Here’s how I’m approximating the VC perspective:
VCs want to see your valuation 10x round to round. Doesn’t always happen but they want to believe it can/will. Eric Paley¹ put down a good rule of thumb: VCs want(/need) you to exit for at least twice their fund size². So, $50M fund needs to imagine a $100M exit.
This stuff has gotten harder as seed funds have become bigger. They need bigger exits so they look for more proof at the same stage — which is why preseed is a thing. But the gist of it is that to raise from any decently sized fund as a consumer mobile app, the bar for their imagination is either working unit economics or rapid growth. The other hack is for it to be something they or their kids/friends use and really like.
Pre-seed and angels will invest with less proof, but the calculations to estimate returns are pretty similar.
These economics are why some things that obviously need to exist also aren’t always venture fundable. If they work best at scale, there needs to be a clear sign of growth. It is particularly difficult to guess whether something will take off before it is actually taking off. (This is why AngelList was basically just a traction and social proof engine when I was there.³) Investors know just how difficult it is for an app to break through the noise now–which makes them even less likely to fund something without clear signs that it will.
The fact that you’ve been working on this for a while works for and against you. Survival is a pretty valuable quality; you also need to not appear stagnant. I.e. some metric should be improving steadily over time. It doesn’t have to be huge but it has to be significant enough to get someone excited. They have to see a non-random path to the moon.
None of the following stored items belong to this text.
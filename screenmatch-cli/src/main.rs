use clap::Parser;
use screenmatch::{
    ImageAsset, MatchConfig, MatchResult, Matcher, Metric, NeighborRule, RetryConfig,
    RetryScheduler, ScreenMatchResult, ScreenSource, SearchTemplate, DEFAULT_SIMILARITY,
};
use serde::{Deserialize, Serialize};
use std::fs;
use std::path::{Path, PathBuf};
use std::time::Duration;
use tracing_subscriber::EnvFilter;

const EXAMPLE_JSON: &str =
    include_str!(concat!(env!("CARGO_MANIFEST_DIR"), "/config.example.json"));

#[derive(Parser, Debug)]
#[command(author, version, about = "ScreenMatch CLI (JSON config driven)")]
struct Cli {
    /// Path to the JSON configuration file.
    #[arg(short, long, value_name = "FILE", default_value = "config.json")]
    config: PathBuf,
    /// Print an example config and exit.
    #[arg(long)]
    print_example: bool,
    /// Enable tracing output for performance profiling.
    #[arg(long)]
    trace: bool,
}

#[derive(Clone, Copy, Debug, Default, PartialEq, Eq, Deserialize, Serialize)]
#[serde(rename_all = "snake_case")]
enum Mode {
    #[default]
    Find,
    FindAll,
    Wait,
}

#[derive(Debug, Default, Deserialize)]
#[serde(rename_all = "snake_case")]
enum MetricConfig {
    #[default]
    Zncc,
    Ssd,
}

impl From<MetricConfig> for Metric {
    fn from(value: MetricConfig) -> Self {
        match value {
            MetricConfig::Zncc => Metric::Zncc,
            MetricConfig::Ssd => Metric::Ssd,
        }
    }
}

#[derive(Debug, Default, Deserialize)]
#[serde(rename_all = "snake_case")]
enum NeighborRuleConfig {
    #[default]
    EitherAxis,
    BothAxes,
}

impl From<NeighborRuleConfig> for NeighborRule {
    fn from(value: NeighborRuleConfig) -> Self {
        match value {
            NeighborRuleConfig::EitherAxis => NeighborRule::EitherAxis,
            NeighborRuleConfig::BothAxes => NeighborRule::BothAxes,
        }
    }
}

#[derive(Debug, Deserialize)]
#[serde(default)]
struct MatchConfigJson {
    metric: MetricConfig,
    neighbor_rule: NeighborRuleConfig,
    parallel: bool,
    min_var_i: f64,
}

impl Default for MatchConfigJson {
    fn default() -> Self {
        let cfg = MatchConfig::default();
        Self {
            metric: MetricConfig::default(),
            neighbor_rule: NeighborRuleConfig::default(),
            parallel: cfg.parallel,
            min_var_i: cfg.min_var_i,
        }
    }
}

#[derive(Debug, Deserialize)]
#[serde(default)]
struct RetryConfigJson {
    /// Overrides the per-mode default timeout when set.
    timeout_secs: Option<f64>,
    find_timeout_secs: f64,
    wait_timeout_secs: f64,
    poll_interval_ms: u64,
}

impl Default for RetryConfigJson {
    fn default() -> Self {
        let cfg = RetryConfig::default();
        Self {
            timeout_secs: None,
            find_timeout_secs: cfg.find_timeout.as_secs_f64(),
            wait_timeout_secs: cfg.wait_timeout.as_secs_f64(),
            poll_interval_ms: cfg.poll_interval.as_millis() as u64,
        }
    }
}

#[derive(Debug, Deserialize)]
#[serde(default)]
struct Config {
    mode: Mode,
    screen_path: String,
    template_path: String,
    similarity: f32,
    output_path: Option<String>,
    #[serde(rename = "match")]
    match_cfg: MatchConfigJson,
    retry: RetryConfigJson,
}

impl Default for Config {
    fn default() -> Self {
        Self {
            mode: Mode::default(),
            screen_path: String::new(),
            template_path: String::new(),
            similarity: DEFAULT_SIMILARITY,
            output_path: None,
            match_cfg: MatchConfigJson::default(),
            retry: RetryConfigJson::default(),
        }
    }
}

/// Re-reads the screenshot file on every capture so an external tool can
/// keep overwriting it while we poll.
struct ScreenshotFile {
    path: PathBuf,
}

impl ScreenSource for ScreenshotFile {
    fn capture(&mut self) -> ScreenMatchResult<ImageAsset> {
        let asset = ImageAsset::from_path(&self.path);
        asset.pixels()?;
        Ok(asset)
    }
}

#[derive(Clone, Debug, Serialize)]
struct MatchRecord {
    template: String,
    x: usize,
    y: usize,
    width: usize,
    height: usize,
    score: f32,
    focus_x: i32,
    focus_y: i32,
}

impl From<MatchResult> for MatchRecord {
    fn from(value: MatchResult) -> Self {
        let focus = value.focus_point();
        Self {
            template: value.template,
            x: value.x,
            y: value.y,
            width: value.width,
            height: value.height,
            score: value.score,
            focus_x: focus.x,
            focus_y: focus.y,
        }
    }
}

#[derive(Debug, Serialize)]
struct Output {
    mode: Mode,
    found: bool,
    best: Option<MatchRecord>,
    matches: Vec<MatchRecord>,
}

/// Row-parallel scanning needs the `rayon` feature; without it the
/// `parallel` key has no effect.
fn parallel_unavailable(cfg: &MatchConfigJson) -> bool {
    cfg.parallel && !cfg!(feature = "rayon")
}

fn template_name(path: &Path) -> String {
    path.file_stem()
        .map(|stem| stem.to_string_lossy().into_owned())
        .unwrap_or_else(|| path.display().to_string())
}

fn main() -> Result<(), Box<dyn std::error::Error>> {
    let cli = Cli::parse();

    if cli.trace {
        tracing_subscriber::fmt()
            .with_env_filter(
                EnvFilter::from_default_env().add_directive("screenmatch=info".parse()?),
            )
            .with_target(false)
            .init();
    }

    if cli.print_example {
        println!("{EXAMPLE_JSON}");
        return Ok(());
    }

    let config_text = fs::read_to_string(&cli.config)?;
    let config: Config = serde_json::from_str(&config_text)?;
    if config.screen_path.is_empty() || config.template_path.is_empty() {
        return Err("screen_path and template_path must be set in the config".into());
    }

    if parallel_unavailable(&config.match_cfg) {
        eprintln!("warning: \"parallel\" ignored: rebuild with `--features rayon`");
    }

    let template_path = PathBuf::from(&config.template_path);
    let template = SearchTemplate::new(
        template_name(&template_path),
        ImageAsset::from_path(&template_path),
        config.similarity,
    )?;

    let matcher = Matcher::new().with_config(MatchConfig {
        metric: config.match_cfg.metric.into(),
        neighbor_rule: config.match_cfg.neighbor_rule.into(),
        parallel: config.match_cfg.parallel,
        min_var_i: config.match_cfg.min_var_i,
    });
    let scheduler = RetryScheduler::new(RetryConfig {
        find_timeout: Duration::try_from_secs_f64(config.retry.find_timeout_secs)?,
        wait_timeout: Duration::try_from_secs_f64(config.retry.wait_timeout_secs)?,
        poll_interval: Duration::from_millis(config.retry.poll_interval_ms),
    });
    let timeout = match config.retry.timeout_secs {
        Some(secs) => Duration::try_from_secs_f64(secs)?,
        None => match config.mode {
            Mode::Wait => scheduler.config().wait_timeout,
            Mode::Find | Mode::FindAll => scheduler.config().find_timeout,
        },
    };

    let mut screen = ScreenshotFile {
        path: PathBuf::from(&config.screen_path),
    };
    let matches = match config.mode {
        Mode::Find | Mode::Wait => {
            vec![scheduler.find(&mut screen, &matcher, &template, timeout)?]
        }
        Mode::FindAll => matcher.find_all(&screen.capture()?, &template)?,
    };
    tracing::info!(
        mode = ?config.mode,
        template = template.name(),
        matches = matches.len(),
        scans = matcher.stats().scans(),
        "search finished"
    );

    let records: Vec<MatchRecord> = matches.into_iter().map(MatchRecord::from).collect();
    let output = Output {
        mode: config.mode,
        found: !records.is_empty(),
        best: match config.mode {
            Mode::Wait => None,
            Mode::Find | Mode::FindAll => records.first().cloned(),
        },
        matches: match config.mode {
            Mode::FindAll => records,
            Mode::Find | Mode::Wait => Vec::new(),
        },
    };
    let json = serde_json::to_string_pretty(&output)?;

    match config.output_path {
        Some(path) => fs::write(path, json)?,
        None => println!("{json}"),
    }

    Ok(())
}
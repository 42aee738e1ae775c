use crate::{
    platform::{ModerationPlatform, PlatformError},
    types::{ChatRef, IncomingMessage, Sender},
};

/// Find out if whoever sent this message speaks for the chat: an admin, the
/// owner, an anonymous admin posting as the group, or the linked channel.
///
/// For messages sent on behalf of a chat, `message.sender` is a placeholder
/// like @GroupAnonymousBot, so the sender chat is checked instead of it.
///
/// # Errors
///
/// Errors if Telegram couldn't tell. Callers should not delete anything then.
pub async fn is_sender_privileged<P: ModerationPlatform>(
    platform: &P,
    message: &IncomingMessage,
) -> Result<bool, PlatformError> {
    let chat = message.chat;
    if !chat.kind.has_admins() {
        return Ok(false);
    }

    if let Some(sender_chat) = message.sender_chat {
        if sender_chat == chat.id {
            // Posted by the chat itself, so an anonymous admin.
            return Ok(true);
        }
        // May be the channel linked to this group, auto-forwarding its posts.
        let linked = platform.linked_chat(chat.id).await?;
        log::debug!(
            "Chat {} is linked to {:?}, message sent as {}",
            chat.id,
            linked,
            sender_chat
        );
        return Ok(linked == Some(sender_chat));
    }

    match &message.sender {
        Some(user) => has_elevated_privilege(platform, chat, user).await,
        None => Ok(false),
    }
}

/// Find out if this user is an admin or the owner of this chat.
///
/// Private chats and channels don't have admins in this sense, so for those
/// this is always `false` and Telegram is not asked at all.
///
/// # Errors
///
/// Errors if Telegram couldn't tell. Callers should not delete anything then.
pub async fn has_elevated_privilege<P: ModerationPlatform>(
    platform: &P,
    chat: ChatRef,
    user: &Sender,
) -> Result<bool, PlatformError> {
    if !chat.kind.has_admins() {
        return Ok(false);
    }

    // Not cached on purpose: admins come and go.
    let status = platform.chat_member_status(chat.id, user.id).await?;
    log::debug!("User {} in chat {} is {:?}", user.id, chat.id, status);
    Ok(status.is_privileged())
}
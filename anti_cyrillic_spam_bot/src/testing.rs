//! Message builders and a fake Telegram for tests.

use std::{
    collections::HashMap,
    hash::{DefaultHasher, Hash, Hasher},
    sync::{
        atomic::{AtomicUsize, Ordering},
        Mutex,
    },
};

use teloxide::{
    types::{ChatId, Message, MessageId, UserId},
    ApiError, RequestError,
};

use crate::{
    platform::{ModerationPlatform, PlatformError},
    types::{ChatKind, ChatMemberStatus, ChatRef, ForwardAttribution, IncomingMessage, Sender},
};

pub fn supergroup() -> ChatRef {
    ChatRef {
        id: ChatId(-1001234567890),
        kind: ChatKind::Supergroup,
    }
}

/// A made up user ID for `username`. The same username always gets the same ID.
pub fn user_id_for(username: Option<&str>) -> UserId {
    let Some(username) = username else {
        return UserId(1);
    };
    let mut hasher = DefaultHasher::new();
    username.hash(&mut hasher);
    // Keep clear of the small IDs used for users without a username.
    UserId(hasher.finish() | 1 << 32)
}

/// A plain text message in [`supergroup`], from [`user_id_for`] `username`.
pub fn group_message(id: i32, username: Option<&str>, text: &str) -> IncomingMessage {
    IncomingMessage {
        id: MessageId(id),
        chat: supergroup(),
        sender: Some(Sender {
            id: user_id_for(username),
            username: username.map(str::to_owned),
            display_name: None,
        }),
        sender_chat: None,
        text: Some(text.to_owned()),
        reply_to: None,
        has_inline_keyboard: false,
        forward: ForwardAttribution::None,
    }
}

/// A message forwarded by a regular person from a channel called `@chat_username`.
pub fn forwarded_from_chat(id: i32, chat_username: &str, text: &str) -> IncomingMessage {
    IncomingMessage {
        forward: ForwardAttribution::FromChat {
            id: ChatId(-1009876543210),
            username: Some(chat_username.to_owned()),
        },
        ..group_message(id, Some("regular_person"), text)
    }
}

/// `target`, with `text` replying to it, sent by `username`.
pub fn reply_to(
    id: i32,
    username: Option<&str>,
    text: &str,
    target: IncomingMessage,
) -> IncomingMessage {
    IncomingMessage {
        reply_to: Some(Box::new(target)),
        ..group_message(id, username, text)
    }
}

/// A message in [`supergroup`] posted by an anonymous admin, which Telegram
/// shows as coming from @GroupAnonymousBot on behalf of the group itself.
/// It's a forward of `text` from @`forwarded_from`.
pub fn anonymous_admin_forward(id: i32, forwarded_from: &str, text: &str) -> Message {
    let group = serde_json::json!({
        "id": supergroup().id.0,
        "type": "supergroup",
        "title": "Chat",
        "is_forum": false,
    });
    serde_json::from_value(serde_json::json!({
        "message_id": id,
        "date": 1_700_000_000,
        "chat": group,
        "from": {
            "id": 1_087_968_824_u64,
            "is_bot": true,
            "first_name": "Group",
            "username": "GroupAnonymousBot",
        },
        "sender_chat": group,
        "forward_origin": {
            "type": "user",
            "date": 1_699_999_999,
            "sender_user": {
                "id": 5_000_000_001_u64,
                "is_bot": true,
                "first_name": "Save",
                "username": forwarded_from,
            },
        },
        "text": text,
    }))
    .unwrap()
}

/// Pretends to be Telegram. Everyone is a regular member unless told otherwise.
#[derive(Default)]
pub struct FakePlatform {
    statuses: HashMap<UserId, ChatMemberStatus>,
    linked_chats: HashMap<ChatId, ChatId>,
    failing_lookups: bool,
    refused_deletes: bool,
    failing_deletes: bool,
    lookups: AtomicUsize,
    deleted: Mutex<Vec<(ChatId, MessageId)>>,
}

impl FakePlatform {
    pub fn with_status(mut self, user: UserId, status: ChatMemberStatus) -> Self {
        self.statuses.insert(user, status);
        self
    }
    pub fn with_linked_chat(mut self, chat: ChatId, linked: ChatId) -> Self {
        self.linked_chats.insert(chat, linked);
        self
    }
    pub fn with_failing_lookups(mut self) -> Self {
        self.failing_lookups = true;
        self
    }
    pub fn with_refused_deletes(mut self) -> Self {
        self.refused_deletes = true;
        self
    }
    pub fn with_failing_deletes(mut self) -> Self {
        self.failing_deletes = true;
        self
    }

    /// Messages successfully deleted so far, in order.
    pub fn deleted(&self) -> Vec<(ChatId, MessageId)> {
        self.deleted.lock().unwrap().clone()
    }

    pub fn lookups(&self) -> usize {
        self.lookups.load(Ordering::SeqCst)
    }
}

impl ModerationPlatform for FakePlatform {
    async fn delete_message(&self, chat: ChatId, message: MessageId) -> Result<bool, PlatformError> {
        if self.failing_deletes {
            return Err(RequestError::Api(ApiError::BotKicked).into());
        }
        if self.refused_deletes {
            return Ok(false);
        }

        let mut deleted = self.deleted.lock().unwrap();
        if deleted.contains(&(chat, message)) {
            // Like Telegram, can't delete the same thing twice.
            return Ok(false);
        }
        deleted.push((chat, message));
        Ok(true)
    }

    async fn chat_member_status(
        &self,
        _chat: ChatId,
        user: UserId,
    ) -> Result<ChatMemberStatus, PlatformError> {
        self.lookups.fetch_add(1, Ordering::SeqCst);
        if self.failing_lookups {
            let error = ApiError::Unknown("Bad Request: user not found".to_owned());
            return Err(RequestError::Api(error).into());
        }
        Ok(self
            .statuses
            .get(&user)
            .copied()
            .unwrap_or(ChatMemberStatus::Member))
    }

    async fn linked_chat(&self, chat: ChatId) -> Result<Option<ChatId>, PlatformError> {
        self.lookups.fetch_add(1, Ordering::SeqCst);
        if self.failing_lookups {
            let error = ApiError::Unknown("Bad Request: chat not found".to_owned());
            return Err(RequestError::Api(error).into());
        }
        Ok(self.linked_chats.get(&chat).copied())
    }
}

#[cfg(test)]
mod tests {
    use super::*;

    #[test]
    fn anagram_usernames_get_different_ids() {
        assert_ne!(
            user_id_for(Some("instagrambot")),
            user_id_for(Some("botinstagram"))
        );
        assert_ne!(
            user_id_for(Some("SaveMedia_bot")),
            user_id_for(Some("SaveMedia_tob"))
        );
        assert_eq!(
            user_id_for(Some("instagrambot")),
            group_message(1, Some("instagrambot"), "").sender.unwrap().id
        );
        assert_eq!(user_id_for(None), UserId(1));
    }
}
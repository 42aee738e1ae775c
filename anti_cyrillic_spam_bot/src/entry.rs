use std::sync::Arc;
use teloxide::{dptree::deps, prelude::*};

use arch_bot_commons::useful_methods::MessageStuff;

use crate::{
    config::{load_bot_token, Config},
    handlers::handle_message,
    platform::TelegramPlatform,
};

pub async fn entry() {
    log::info!("ASYNC WOOOO");

    let key = match load_bot_token() {
        Ok(key) => key,
        Err(e) => {
            log::error!("Can't start: {e}");
            return;
        }
    };

    let config = Arc::new(Config::from_env());
    log::info!(
        "Watching {} bots: {}",
        config.tracked_sources.len(),
        config.tracked_sources
    );

    let bot = Bot::new(key);
    let platform = Arc::new(TelegramPlatform::new(bot.clone(), config.request_timeout));

    log::info!("Creating the handler...");

    let handler = dptree::entry()
        .branch(
            Update::filter_message()
                .filter(|message: Message| !message.is_command())
                .endpoint(handle_message),
        )
        .branch(
            Update::filter_edited_message()
                .filter(|message: Message| !message.is_command())
                .endpoint(handle_message),
        );

    log::info!("Dispatching the dispatcher!");

    Dispatcher::builder(bot, handler)
        .default_handler(|_| async {})
        .dependencies(deps![platform, config])
        .enable_ctrlc_handler()
        .build()
        .dispatch()
        .await;

    log::info!("it appears we have been bonked.");
}
use crate::{
    config::TrackedSources,
    types::{AttributionSource, IncomingMessage},
};

/// Find out if this message is from one of the tracked bots, either sent by it
/// directly or forwarded from it. Returns the matching username and how it matched.
///
/// Direct wins if both match.
pub fn tracked_source_of<'a>(
    message: &'a IncomingMessage,
    tracked: &TrackedSources,
) -> Option<(&'a str, AttributionSource)> {
    if let Some(username) = message.sender_username() {
        if tracked.contains(username) {
            return Some((username, AttributionSource::Direct));
        }
    }

    // A forward either has a user or a chat to look at, never both.
    match message.forward.username() {
        Some(username) if tracked.contains(username) => {
            Some((username, AttributionSource::Forward))
        }
        _ => None,
    }
}
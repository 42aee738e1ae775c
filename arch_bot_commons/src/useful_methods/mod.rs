use teloxide::types::{Message, MessageEntityKind};

pub trait MessageStuff {
    /// Text of the message, or its media caption if it has no text.
    fn text_full(&self) -> Option<&str>;
    /// `true` if the message carries an inline keyboard with at least one row.
    fn has_inline_keyboard(&self) -> bool;
    /// `true` if Telegram recognizes this message as a slash-command,
    /// i.e. the first entity is a bot command starting at offset 0.
    fn is_command(&self) -> bool;
}

impl MessageStuff for Message {
    fn text_full(&self) -> Option<&str> {
        self.text().or_else(|| self.caption())
    }
    fn has_inline_keyboard(&self) -> bool {
        self.reply_markup()
            .is_some_and(|markup| !markup.inline_keyboard.is_empty())
    }
    fn is_command(&self) -> bool {
        // Commands only ever come as text, never as captions.
        let Some(first) = self.entities().and_then(|entities| entities.first()) else {
            return false;
        };
        matches!(first.kind, MessageEntityKind::BotCommand) && first.offset == 0
    }
}
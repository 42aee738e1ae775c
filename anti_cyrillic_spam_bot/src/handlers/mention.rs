use crate::{
    actions::delete_message_logged, attribution::tracked_source_of, config::Config,
    platform::ModerationPlatform, privilege::is_sender_privileged, spam_checker,
    types::IncomingMessage,
};

use super::Verdict;

/// True if `text` pings `@agent_username`, in any letter case.
fn mentions(text: &str, agent_username: &str) -> bool {
    if agent_username.is_empty() {
        return false;
    }
    let mention = format!("@{agent_username}").to_lowercase();
    text.to_lowercase().contains(&mention)
}

/// Handle someone replying to a tracked bot's message with a ping of this bot,
/// like "@this_bot spam". If the replied-to message has any Cyrillic in it,
/// delete it along with the reply.
///
/// Only Cyrillic is required here, not length or buttons: a person already
/// looked at it and decided it's spam.
pub async fn check_mention<P: ModerationPlatform>(
    platform: &P,
    config: &Config,
    agent_username: &str,
    message: &IncomingMessage,
) -> Verdict {
    let Some(target) = message.reply_to.as_deref() else {
        return Verdict::Ignored;
    };

    if !mentions(message.effective_text(), agent_username) {
        return Verdict::Ignored;
    }

    let reporter = message.sender_prettyprint();

    let Some((username, source)) = tracked_source_of(target, &config.tracked_sources) else {
        log::debug!(
            "{} pinged about a message from {}, which is not tracked.",
            reporter,
            target.sender_prettyprint()
        );
        return Verdict::Ignored;
    };

    if !spam_checker::has_cyrillic(target.effective_text()) {
        log::debug!("{reporter} pinged about a message from @{username}, but it has no Cyrillic.");
        return Verdict::Ignored;
    }

    match is_sender_privileged(platform, target).await {
        Ok(false) => (),
        Ok(true) => {
            // Leave the ping alone too, admins can sort it out themselves.
            log::info!(
                "{} reported a message from @{} ({}), but {} is an admin. Skipping.",
                reporter,
                username,
                source,
                target.sender_prettyprint()
            );
            return Verdict::SkippedPrivileged;
        }
        Err(e) => {
            log::warn!(
                "Could not check if {} is an admin of chat {}, not deleting: {}",
                target.sender_prettyprint(),
                target.chat.id,
                e
            );
            return Verdict::LookupFailed;
        }
    }

    // Two separate deletes. If the first one fails, still clean up the ping.
    let target_outcome = delete_message_logged(
        platform,
        target,
        format!("Source: @{username} ({source}). Reason: reported by {reporter}."),
    )
    .await;

    let trigger_outcome =
        delete_message_logged(platform, message, "Reason: spam report, no longer needed.").await;

    Verdict::Reported {
        source,
        target: target_outcome,
        trigger: trigger_outcome,
    }
}
use std::{future::Future, time::Duration};

use teloxide::{
    prelude::Requester,
    types::{ChatId, MessageId, UserId},
    ApiError, Bot, RequestError,
};

use crate::types::ChatMemberStatus;

#[derive(Debug, thiserror::Error)]
pub enum PlatformError {
    #[error(transparent)]
    Request(#[from] RequestError),
    #[error("{operation} timed out after {after:?}")]
    Timeout {
        operation: &'static str,
        after: Duration,
    },
}

/// The Telegram API calls needed to moderate a chat.
pub trait ModerationPlatform {
    /// Delete a message. `Ok(false)` means Telegram refused without anything
    /// actually breaking: the message is already gone, or can't be deleted by us.
    fn delete_message(
        &self,
        chat: ChatId,
        message: MessageId,
    ) -> impl Future<Output = Result<bool, PlatformError>> + Send;

    fn chat_member_status(
        &self,
        chat: ChatId,
        user: UserId,
    ) -> impl Future<Output = Result<ChatMemberStatus, PlatformError>> + Send;

    /// The channel linked to this group, or the discussion group linked to this channel.
    fn linked_chat(
        &self,
        chat: ChatId,
    ) -> impl Future<Output = Result<Option<ChatId>, PlatformError>> + Send;
}

/// A [`Bot`] with a timeout slapped on every request.
#[derive(Clone)]
pub struct TelegramPlatform {
    bot: Bot,
    timeout: Duration,
}

impl TelegramPlatform {
    pub fn new(bot: Bot, timeout: Duration) -> Self {
        TelegramPlatform { bot, timeout }
    }

    async fn with_timeout<T>(
        &self,
        operation: &'static str,
        request: impl Future<Output = Result<T, RequestError>>,
    ) -> Result<T, PlatformError> {
        match tokio::time::timeout(self.timeout, request).await {
            Ok(result) => Ok(result?),
            Err(_) => Err(PlatformError::Timeout {
                operation,
                after: self.timeout,
            }),
        }
    }
}

impl ModerationPlatform for TelegramPlatform {
    async fn delete_message(&self, chat: ChatId, message: MessageId) -> Result<bool, PlatformError> {
        let result = self
            .with_timeout("deleteMessage", async {
                self.bot.delete_message(chat, message).await
            })
            .await;

        match result {
            Ok(_) => Ok(true),
            Err(PlatformError::Request(RequestError::Api(
                ApiError::MessageIdInvalid
                | ApiError::MessageToDeleteNotFound
                | ApiError::MessageCantBeDeleted,
            ))) => Ok(false),
            Err(e) => Err(e),
        }
    }

    async fn chat_member_status(
        &self,
        chat: ChatId,
        user: UserId,
    ) -> Result<ChatMemberStatus, PlatformError> {
        let member = self
            .with_timeout("getChatMember", async {
                self.bot.get_chat_member(chat, user).await
            })
            .await?;
        Ok(member.status().into())
    }

    async fn linked_chat(&self, chat: ChatId) -> Result<Option<ChatId>, PlatformError> {
        let chat_full = self
            .with_timeout("getChat", async { self.bot.get_chat(chat).await })
            .await?;
        Ok(chat_full.linked_chat_id().map(ChatId))
    }
}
(I just remembered — the YC startup school video on growth is great for showing what metrics to look at.⁴)
One possible (difficult) conclusion is that you need to spend less, not more, so that you can stretch it out long enough to get something growing steadily month over month. I’m sure you know this, but if the numbers are small enough you just need to compound small wins.
Now in case you’re reading this and the immediate reaction is that I’ve totally misunderstood what your momentum actually is, I believe that’s totally possible. The factual stuff about how investors make decisions holds. If I’m getting it wrong, then whatever story you’ve been telling me isn’t getting across how it’s going right, and that’ll probably apply to investors as well.
So that’s my thinking. If you can stretch it out any longer, I think you should. If you have to raise right now without an active momentum story, it will be difficult. I’ve been there.
1 Eric Paley is Managing Partner at Founder Collective
2 There’s no shame in a $100M startup
3 I worked for a AngelList for a period from 2011–2012. A lot has changed since then.